PART I: The COVID-19 pandemic and how your company should respond

BY: ZOHARE ALI SHARIFF, CEO, ASIATIC PUBLIC RELATIONS NETWORK (PRIVATE) LIMITED

It will not be incorrect to say that perhaps not a single person alive on the planet today has previously gone through anything even vaguely similar to what we are experiencing today in the shape of the coronavirus pandemic. The last influenza pandemic in the world, as many of us have learnt in recent days, came about in 1918, commonly referred to as the Spanish Flu, and lasted from January 1918 to December 1920. It infected approximately 500 million people, or about a quarter of the world’s then population, and killed between 17 million to 50 million. Even the World Wars did not bring life to a standstill for all humanity in every country of the world, as COVID-19 has now done.

Crisis Accounting Banking Failure Financial Concept

In short, COVID-19 is a unique global crisis of massive scale, great unpredictability and a breakneck speed of escalation. All this is resulting in uncertainty, fear, disorientation, mistrust and even panic. In a time like this, as communications and PR professionals, APR has drafted a two-part paper to focus on the corporate response required to COVID-19, and especially the role of the communications and public relations function. In part 1, we will go through the response required from the corporate sector as a whole.

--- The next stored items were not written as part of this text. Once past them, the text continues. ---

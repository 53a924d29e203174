// ABOUTME: Task definitions, task type tags, and retry policies
// ABOUTME: Tasks are the units of work a process definition is built from

use serde::{Deserialize, Deserializer, Serialize};
use serde_json::{Map, Value};
use std::time::Duration;

use super::duration;

#[derive(Debug, Clone, PartialEq, Serialize, Deserialize)]
pub struct Task {
    pub id: String,
    #[serde(default)]
    pub name: String,
    #[serde(rename = "type")]
    pub task_type: TaskType,
    /// Handler-specific configuration; opaque to the executor.
    #[serde(default)]
    pub config: Map<String, Value>,
    #[serde(default)]
    pub dependencies: Vec<String>,
    #[serde(
        default,
        deserialize_with = "deserialize_retry_policy",
        skip_serializing_if = "Option::is_none"
    )]
    pub retry_policy: Option<RetryPolicy>,
    #[serde(
        default,
        with = "duration::option_seconds",
        skip_serializing_if = "Option::is_none"
    )]
    pub timeout: Option<Duration>,
}

#[derive(Debug, Clone, Copy, PartialEq, Eq, Hash, Serialize, Deserialize)]
pub enum TaskType {
    #[serde(rename = "api_call", alias = "remote_call")]
    RemoteCall,
    #[serde(rename = "transformation", alias = "transform")]
    Transform,
    #[serde(rename = "decision")]
    Decision,
    #[serde(rename = "notification", alias = "notify")]
    Notify,
    #[serde(rename = "parallel")]
    Parallel,
    #[serde(rename = "sequence")]
    Sequence,
}

#[derive(Debug, Clone, PartialEq, Serialize, Deserialize)]
pub struct RetryPolicy {
    #[serde(default = "default_max_retries")]
    pub max_retries: u32,
    #[serde(with = "duration::seconds", default = "default_delay")]
    pub delay: Duration,
}

fn default_max_retries() -> u32 {
    3
}

fn default_delay() -> Duration {
    Duration::from_secs(5)
}

// An empty policy map means "no retries".
fn deserialize_retry_policy<'de, D>(deserializer: D) -> Result<Option<RetryPolicy>, D::Error>
where
    D: Deserializer<'de>,
{
    match Option::<Value>::deserialize(deserializer)? {
        None | Some(Value::Null) => Ok(None),
        Some(Value::Object(map)) if map.is_empty() => Ok(None),
        Some(raw) => RetryPolicy::deserialize(raw)
            .map(Some)
            .map_err(serde::de::Error::custom),
    }
}

impl Task {
    pub fn new(id: impl Into<String>, task_type: TaskType) -> Self {
        let id = id.into();
        Self {
            name: id.clone(),
            id,
            task_type,
            config: Map::new(),
            dependencies: Vec::new(),
            retry_policy: None,
            timeout: None,
        }
    }

    /// Build a task from a descriptor value, as found in composite `tasks` lists.
    pub fn from_descriptor(descriptor: &Value) -> Result<Self, serde_json::Error> {
        let mut task: Task = serde_json::from_value(descriptor.clone())?;
        task.fill_defaults();
        Ok(task)
    }

    pub fn with_name(mut self, name: impl Into<String>) -> Self {
        self.name = name.into();
        self
    }

    pub fn with_config(mut self, config: Value) -> Self {
        if let Value::Object(map) = config {
            self.config = map;
        }
        self
    }

    pub fn with_config_value(mut self, key: impl Into<String>, value: Value) -> Self {
        self.config.insert(key.into(), value);
        self
    }

    pub fn depends_on<I, S>(mut self, dependencies: I) -> Self
    where
        I: IntoIterator<Item = S>,
        S: Into<String>,
    {
        self.dependencies
            .extend(dependencies.into_iter().map(Into::into));
        self
    }

    pub fn with_retry(mut self, max_retries: u32, delay: Duration) -> Self {
        self.retry_policy = Some(RetryPolicy { max_retries, delay });
        self
    }

    pub fn with_timeout(mut self, timeout: Duration) -> Self {
        self.timeout = Some(timeout);
        self
    }

    pub fn config_str(&self, key: &str) -> Option<&str> {
        self.config.get(key).and_then(Value::as_str)
    }

    pub(crate) fn fill_defaults(&mut self) {
        if self.name.is_empty() {
            self.name = self.id.clone();
        }
    }
}

impl TaskType {
    pub const ALL: [TaskType; 6] = [
        TaskType::RemoteCall,
        TaskType::Transform,
        TaskType::Decision,
        TaskType::Notify,
        TaskType::Parallel,
        TaskType::Sequence,
    ];

    pub fn as_str(&self) -> &'static str {
        match self {
            TaskType::RemoteCall => "api_call",
            TaskType::Transform => "transformation",
            TaskType::Decision => "decision",
            TaskType::Notify => "notification",
            TaskType::Parallel => "parallel",
            TaskType::Sequence => "sequence",
        }
    }

    pub fn is_composite(&self) -> bool {
        matches!(self, TaskType::Parallel | TaskType::Sequence)
    }
}

impl std::fmt::Display for TaskType {
    fn fmt(&self, f: &mut std::fmt::Formatter<'_>) -> std::fmt::Result {
        write!(f, "{}", self.as_str())
    }
}
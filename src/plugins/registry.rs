// ABOUTME: Registry managing plugin registration, lookup, and lifecycle
// ABOUTME: Initialization and cleanup failures are logged per plugin and never abort the batch

use indexmap::IndexMap;
use std::collections::HashSet;
use std::sync::Arc;
use tracing::{error, info, warn};

use super::error::{PluginError, Result};
use super::plugin::{Plugin, PluginMetadata, PluginType};

#[derive(Default)]
pub struct PluginRegistry {
    plugins: IndexMap<String, Arc<dyn Plugin>>,
    metadata: IndexMap<String, PluginMetadata>,
    initialized: HashSet<String>,
}

impl PluginRegistry {
    pub fn new() -> Self {
        Self::default()
    }

    /// Register a plugin under `plugin_id`. Duplicate ids and disabled
    /// plugins are rejected.
    pub fn register(&mut self, plugin_id: impl Into<String>, plugin: Arc<dyn Plugin>) -> Result<()> {
        let plugin_id = plugin_id.into();
        if self.plugins.contains_key(&plugin_id) {
            warn!(plugin_id = %plugin_id, "Plugin already registered");
            return Err(PluginError::AlreadyRegistered { plugin_id });
        }

        let metadata = plugin.metadata();
        if !metadata.enabled {
            info!(plugin_id = %plugin_id, "Plugin is disabled");
            return Err(PluginError::Disabled { plugin_id });
        }

        info!(
            plugin_id = %plugin_id,
            plugin_type = ?metadata.plugin_type,
            version = %metadata.version,
            "Plugin registered"
        );
        self.plugins.insert(plugin_id.clone(), plugin);
        self.metadata.insert(plugin_id, metadata);
        Ok(())
    }

    /// Remove a plugin, running its cleanup first. A cleanup failure is
    /// logged and the plugin is removed anyway.
    pub async fn unregister(&mut self, plugin_id: &str) -> Result<()> {
        let plugin = self
            .plugins
            .shift_remove(plugin_id)
            .ok_or_else(|| PluginError::NotFound {
                plugin_id: plugin_id.to_string(),
            })?;
        self.metadata.shift_remove(plugin_id);
        self.initialized.remove(plugin_id);

        if let Err(e) = plugin.cleanup().await {
            error!(plugin_id = %plugin_id, error = %e, "Error during plugin cleanup");
        }
        info!(plugin_id = %plugin_id, "Plugin unregistered");
        Ok(())
    }

    pub fn get(&self, plugin_id: &str) -> Option<Arc<dyn Plugin>> {
        self.plugins.get(plugin_id).cloned()
    }

    /// Plugins of one type, lowest priority number first.
    pub fn by_type(&self, plugin_type: PluginType) -> Vec<Arc<dyn Plugin>> {
        let mut matching: Vec<(&PluginMetadata, &Arc<dyn Plugin>)> = self
            .metadata
            .iter()
            .filter(|(_, metadata)| metadata.plugin_type == plugin_type)
            .filter_map(|(id, metadata)| self.plugins.get(id).map(|p| (metadata, p)))
            .collect();
        matching.sort_by_key(|(metadata, _)| metadata.priority);
        matching.into_iter().map(|(_, p)| p.clone()).collect()
    }

    pub fn list(&self) -> IndexMap<String, PluginMetadata> {
        self.metadata.clone()
    }

    pub fn is_initialized(&self, plugin_id: &str) -> bool {
        self.initialized.contains(plugin_id)
    }

    pub fn len(&self) -> usize {
        self.plugins.len()
    }

    pub fn is_empty(&self) -> bool {
        self.plugins.is_empty()
    }

    /// Initialize every plugin, reporting success per plugin id.
    pub async fn initialize_all(&mut self) -> IndexMap<String, bool> {
        let mut results = IndexMap::new();
        for (plugin_id, plugin) in &self.plugins {
            let success = match plugin.initialize().await {
                Ok(()) => {
                    info!(plugin_id = %plugin_id, "Plugin initialized");
                    true
                }
                Err(e) => {
                    let failure = PluginError::Lifecycle {
                        plugin_id: plugin_id.clone(),
                        stage: "initialize",
                        message: format!("{:#}", e),
                    };
                    error!(error = %failure, "Plugin initialization failed");
                    false
                }
            };
            if success {
                self.initialized.insert(plugin_id.clone());
            }
            results.insert(plugin_id.clone(), success);
        }
        results
    }

    pub async fn cleanup_all(&mut self) {
        for (plugin_id, plugin) in &self.plugins {
            match plugin.cleanup().await {
                Ok(()) => info!(plugin_id = %plugin_id, "Plugin cleaned up"),
                Err(e) => error!(plugin_id = %plugin_id, error = %e, "Error cleaning up plugin"),
            }
        }
        self.initialized.clear();
    }
}

impl std::fmt::Debug for PluginRegistry {
    fn fmt(&self, f: &mut std::fmt::Formatter<'_>) -> std::fmt::Result {
        f.debug_struct("PluginRegistry")
            .field("plugins", &self.metadata.keys().collect::<Vec<_>>())
            .field("initialized", &self.initialized)
            .finish()
    }
}
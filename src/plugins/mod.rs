// ABOUTME: Plugin contract and registry for pluggable system adapters
// ABOUTME: Registries are constructed explicitly and are not consulted during task dispatch

pub mod error;
pub mod plugin;
pub mod registry;

pub use error::{PluginError, Result};
pub use plugin::{Plugin, PluginMetadata, PluginType};
pub use registry::PluginRegistry;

COVID-19 PANDEMIC AND THE CORPORATE SECTOR

The first area of concern for a company has to be the safety and well-being of its employees. The critical element to reducing the spread of the disease is to adopt social distancing, and if a company has not already gone for instituting a Work From Home (WFH) protocol, it must first of all seriously consider doing this now, depending of course on its nature of business.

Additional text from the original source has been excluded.